In the data, find the word "runner" and copy out every line that has it.

== Collected data ==
╭──

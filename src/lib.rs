//! Harness measuring the overhead of LTTng-UST instrumentation.
//!
//! The benchmark runner binary is invoked for an uninstrumented baseline and
//! for its instrumented twin, with and without an active tracing session.
//! Timings are reduced to start-up and per-event overhead, averaged across
//! passes and written as a JSON dump plus flat plot property files.

pub mod cpu;
pub mod driver;
pub mod error;
pub mod flatten;
pub mod harness;
pub mod kernel;
pub mod output;
pub mod platform;
pub mod runner;
pub mod schema;
pub mod session;
pub mod stats;
pub mod tpgen;
pub mod trace_reader;

mod command;

pub use error::{Error, Result};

╰──

== RESULT OF THE EXERCISE ==
//! The benchmark runner binary is invoked for an uninstrumented baseline and
pub mod runner;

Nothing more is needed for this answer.